WHAT THE EXERCISE ASKS: Reproduce the entries exactly, beginning with the line containing "pub mod error;" and ending with their last line, both included.

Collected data
┌──
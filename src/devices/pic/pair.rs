/*
    pic8259_core

    devices::pic::pair.rs

    Owns the two chips and everything that requires seeing both of them at
    once: cascading the slave's output into the master's line 2, the
    acknowledge cycle, the polled-read/poll-ack paths (which can reach
    across into the peer chip), and driving the outward CPU-facing wire.

    Each `PicUnit` carries only its own index, not a reference back to this
    struct - the "peer" is a lookup the pair performs, never ownership.
*/

use anyhow::Result;

use crate::bus::{DeviceRunTimeUnit, IoDevice};
use crate::config::PicPairConfig;
use crate::devices::pic::io;
use crate::devices::pic::snapshot::PicPairSnapshot;
use crate::devices::pic::unit::{PicUnit, UnitId};
use crate::error::PicError;
use crate::observer::{NullObserver, Observer};
use crate::wire::OutputWire;

/// The cascade input line on the master that the slave's output is wired
/// to, fixed by the PC architecture.
const CASCADE_LINE: u8 = 2;
const SPURIOUS_LINE: u8 = 7;

pub struct PicPair<W: OutputWire, O: Observer = NullObserver> {
    units: [PicUnit; 2],
    config: PicPairConfig,
    wire: W,
    observer: O,
    /// Sticky record of the one fatal condition this core can raise
    /// (`PicError::LevelTriggeredIcw1Unsupported`), set when it arrives
    /// through `IoDevice::write_u8` - the only entry point with no `Result`
    /// of its own to carry it back to the caller. `write_port` still returns
    /// the error directly and does not touch this field.
    halt_error: Option<PicError>,
}

impl<W: OutputWire> PicPair<W, NullObserver> {
    pub fn new(config: PicPairConfig, wire: W) -> Self {
        Self::with_observer(config, wire, NullObserver)
    }
}
/*
    pic8259_core

    devices::pic::mod.rs

    Implements the 8259A Programmable Interrupt Controller pair: two
    cascaded chips (master, slave) plus the PIIX-style Edge/Level Control
    Register that selects each line's trigger mode.
*/

pub mod diagnostic;
pub mod elcr;
pub mod io;
pub mod pair;
pub mod snapshot;
pub mod unit;

pub use pair::PicPair;
pub use unit::{InitState, PicUnit, UnitId};
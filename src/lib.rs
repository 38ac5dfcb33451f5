/*
    pic8259_core

    Permission is hereby granted, free of charge, to any person obtaining a
    copy of this software and associated documentation files (the "Software"),
    to deal in the Software without restriction, including without limitation
    the rights to use, copy, modify, merge, publish, distribute, sublicense,
    and/or sell copies of the Software, and to permit persons to whom the
    Software is furnished to do so, subject to the following conditions:

    The above copyright notice and this permission notice shall be included in
    all copies or substantial portions of the Software.

    THE SOFTWARE IS PROVIDED "AS IS", WITHOUT WARRANTY OF ANY KIND, EXPRESS OR
    IMPLIED, INCLUDING BUT NOT LIMITED TO THE WARRANTIES OF MERCHANTABILITY,
    FITNESS FOR A PARTICULAR PURPOSE AND NONINFRINGEMENT. IN NO EVENT SHALL THE
    AUTHORS OR COPYRIGHT HOLDERS BE LIABLE FOR ANY CLAIM, DAMAGES OR OTHER
    LIABILITY, WHETHER IN AN ACTION OF CONTRACT, TORT OR OTHERWISE, ARISING
    FROM, OUT OF OR IN CONNECTION WITH THE SOFTWARE OR THE USE OR OTHER
    DEALINGS IN THE SOFTWARE.

    --------------------------------------------------------------------------

    lib.rs

    A cascaded 8259A PIC pair, with ELCR, byte-exact with the legacy PC
    interrupt architecture.
*/

#![allow(dead_code)]

pub mod bus;
pub mod config;
pub mod devices;
pub mod error;
pub mod observer;
pub mod wire;

pub use devices::pic::{
    diagnostic,
    elcr::Elcr,
    io as port_io,
    pair::PicPair,
    snapshot::{PicPairSnapshot, PicUnitSnapshot},
    unit::{InitState, PicUnit, UnitId},
};
pub use error::PicError;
└──
TASK SOLUTION:
pub mod error;
pub mod observer;
pub mod wire;

pub use devices::pic::{
    diagnostic,
    elcr::Elcr,
    io as port_io,
    pair::PicPair,
    snapshot::{PicPairSnapshot, PicUnitSnapshot},
    unit::{InitState, PicUnit, UnitId},
};
pub use error::PicError;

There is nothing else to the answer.